Genetic Tests for Children Determining Sports


Each professional, college, or little league athlete all put forth effort into training in order to succeed. Primary factors that affect sport performance include training factors and psychological factors. Training factors involves improving reaction times and motor skills, while also learning important techniques vital to each sport. Athletes also need to have the mental ability for sports as well. A high level of motivation and high level of competiveness are also required. However, one factor that one wouldn’t think of at first is the genetic factor. Genetics play a large role in how a person is built, and could determine how successful an athlete can be at any given sport without looking at their individual training programs and motivation.
Elite sports athletes are always expected to have a genetic predisposition for greatness, whether it is their height, their weight, or even the types of muscles their body is made up of. However, even children are now being looked at for their predicted potential for sports. Some children are going to grow up to become the next gold medalist at the Olympics while others will always try and may not succeed. An important factor in sports performance could be how their genes have already determined which sport they will excel at based on their ability to carry oxygen in their muscles.  
            Many news channels and newspapers have reported the use of a genetic test to test children’s genetic disposition for sports. Atlas Sports Genetics, an athletic talent laboratory analysis system, uses a genetic test to predict athletic strengths of children, to see which sports they are more likely to excel in.  

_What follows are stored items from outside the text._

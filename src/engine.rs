//! Template engine wrapper
//!
//! Wraps a shared Handlebars registry with the three capabilities the
//! loader needs: live compilation for immediate rendering, portable
//! precompiled envelopes for build output, and reconstruction of
//! envelopes back into live templates.

use std::fmt;
use std::sync::{Arc, PoisonError, RwLock, RwLockReadGuard, RwLockWriteGuard};

use handlebars::Handlebars;
use serde::{Deserialize, Serialize};
use tracing::debug;

use crate::error::EngineError;

/// Envelope format version; bump when the shape below changes
pub const ENVELOPE_VERSION: u32 = 1;

/// Portable precompiled representation of one template
///
/// Serialized as JSON, which is also valid JS expression syntax, so the
/// textual form embeds directly into emitted modules. The checksum is
/// verified before reconstruction.
#[derive(Debug, Clone, PartialEq, Eq, Serialize, Deserialize)]
pub struct Precompiled {
    pub version: u32,
    pub module: String,
    pub source: String,
    pub checksum: String,
}

impl Precompiled {
    /// Textual form for embedding into generated modules
    pub fn to_embedded(&self) -> Result<String, EngineError> {
        Ok(serde_json::to_string(self)?)
    }

    /// Parse an embedded textual form back into an envelope
    pub fn from_embedded(text: &str) -> Result<Self, EngineError> {
        Ok(serde_json::from_str(text)?)
    }
}

/// Shared-registry Handlebars engine
///
/// Each instance owns its own template and partial registry; inject one
/// instance per plugin so runs stay isolated.
#[derive(Clone)]
pub struct TemplateEngine {
    hbs: Arc<RwLock<Handlebars<'static>>>,
}

impl Default for TemplateEngine {
    fn default() -> Self {
        Self {
            hbs: Arc::new(RwLock::new(Handlebars::new())),
        }
    }
}

impl TemplateEngine {
    pub fn new() -> Self {
        Self::default()
    }

    fn read(&self) -> RwLockReadGuard<'_, Handlebars<'static>> {
        self.hbs.read().unwrap_or_else(PoisonError::into_inner)
    }

    fn write(&self) -> RwLockWriteGuard<'_, Handlebars<'static>> {
        self.hbs.write().unwrap_or_else(PoisonError::into_inner)
    }

    /// Parse and register a template, returning a live handle
    pub fn compile(&self, module: &str, source: &str) -> Result<CompiledTemplate, EngineError> {
        debug!(%module, "TemplateEngine::compile: called");
        self.write().register_template_string(module, source)?;
        Ok(CompiledTemplate {
            module: module.to_string(),
            hbs: Arc::clone(&self.hbs),
        })
    }

    /// Register an already-compiled template under a second name.
    /// Re-registration under an existing name overwrites silently.
    pub fn alias_template(&self, from: &str, to: &str) -> Result<(), EngineError> {
        debug!(%from, %to, "TemplateEngine::alias_template: called");
        let mut hbs = self.write();
        let template = hbs
            .get_template(from)
            .cloned()
            .ok_or_else(|| EngineError::NotRegistered { name: from.to_string() })?;
        hbs.register_template(to, template);
        Ok(())
    }

    /// Syntax-check a source and produce its portable envelope without
    /// touching the shared registry
    pub fn precompile(&self, module: &str, source: &str) -> Result<Precompiled, EngineError> {
        debug!(%module, "TemplateEngine::precompile: called");
        let mut scratch = Handlebars::new();
        scratch.register_template_string(module, source)?;
        Ok(Precompiled {
            version: ENVELOPE_VERSION,
            module: module.to_string(),
            source: source.to_string(),
            checksum: checksum(source),
        })
    }

    /// Verify an envelope and register its template, returning a live handle
    pub fn reconstruct(&self, envelope: &Precompiled) -> Result<CompiledTemplate, EngineError> {
        debug!(module = %envelope.module, version = envelope.version, "TemplateEngine::reconstruct: called");
        if envelope.version != ENVELOPE_VERSION {
            return Err(EngineError::UnsupportedVersion {
                found: envelope.version,
                supported: ENVELOPE_VERSION,
            });
        }

        let actual = checksum(&envelope.source);
        if actual != envelope.checksum {
            return Err(EngineError::ChecksumMismatch {
                module: envelope.module.clone(),
                expected: envelope.checksum.clone(),
                actual,
            });
        }

        self.compile(&envelope.module, &envelope.source)
    }

    /// Check whether a template (or partial alias) is registered
    pub fn has_template(&self, name: &str) -> bool {
        self.read().get_template(name).is_some()
    }

    /// Render a registered template by name
    pub fn render<T: Serialize>(&self, name: &str, data: &T) -> Result<String, EngineError> {
        if !self.has_template(name) {
            return Err(EngineError::NotRegistered { name: name.to_string() });
        }
        Ok(self.read().render(name, data)?)
    }
}

impl fmt::Debug for TemplateEngine {
    fn fmt(&self, f: &mut fmt::Formatter<'_>) -> fmt::Result {
        f.debug_struct("TemplateEngine").finish_non_exhaustive()
    }
}

fn checksum(source: &str) -> String {
    blake3::hash(source.as_bytes()).to_hex().to_string()
}

/// Live handle to a compiled template; renders against the registry it
/// was compiled into, so partial references resolve
#[derive(Clone)]
pub struct CompiledTemplate {
    module: String,
    hbs: Arc<RwLock<Handlebars<'static>>>,
}

impl CompiledTemplate {
    /// Module path the template is registered under
    pub fn module(&self) -> &str {
        &self.module
    }

    pub fn render<T: Serialize>(&self, data: &T) -> Result<String, EngineError> {
        let hbs = self.hbs.read().unwrap_or_else(PoisonError::into_inner);
        Ok(hbs.render(&self.module, data)?)
    }
}

impl fmt::Debug for CompiledTemplate {
    fn fmt(&self, f: &mut fmt::Formatter<'_>) -> fmt::Result {
        f.debug_struct("CompiledTemplate").field("module", &self.module).finish()
    }
}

            They are swabbing mouths of children from infancy until eight years old for the presence of a specific gene. This gene is called ACTN3, and it has been linked to research on sport performance because it allows our bodies to produce a specific muscle protein found in fast twitch muscles, called alpha-actinin-3. The test that is available searches for variants of that gene that would prevent the protein from being made. The presence of the variants leads scientists and parents to find out which sport their child could have more athletic potential for. If a child who is swabbed has two copies of the variant, one in each copy of the gene from each parent, they are more likely to excel in endurance events because their body cannot make this protein that makes muscles contract forcefully at a high velocity. If they don’t have any copies of the variant in their gene, they are more likely to excel in sprint or power events, because their muscles would be able to contract forcefully when moving at a higher velocity. If they only have one copy of the variant, they can be equally good at endurance sports and sprint/power sports.  
http://www.coreperformance.com/daily/recovery/5-recovery-secrets-of-endurance-athletes.html 
            The use of genetic testing to determine children’s predisposition to sports has created controversy because of parents who would use the knowledge to place children in sports that they would excel at, not the ones that the child wants to participate in. They wouldn’t be clear-minded over There is also controversy surrounding the usefulness of the test, and whether the genes actually could determine sport performance.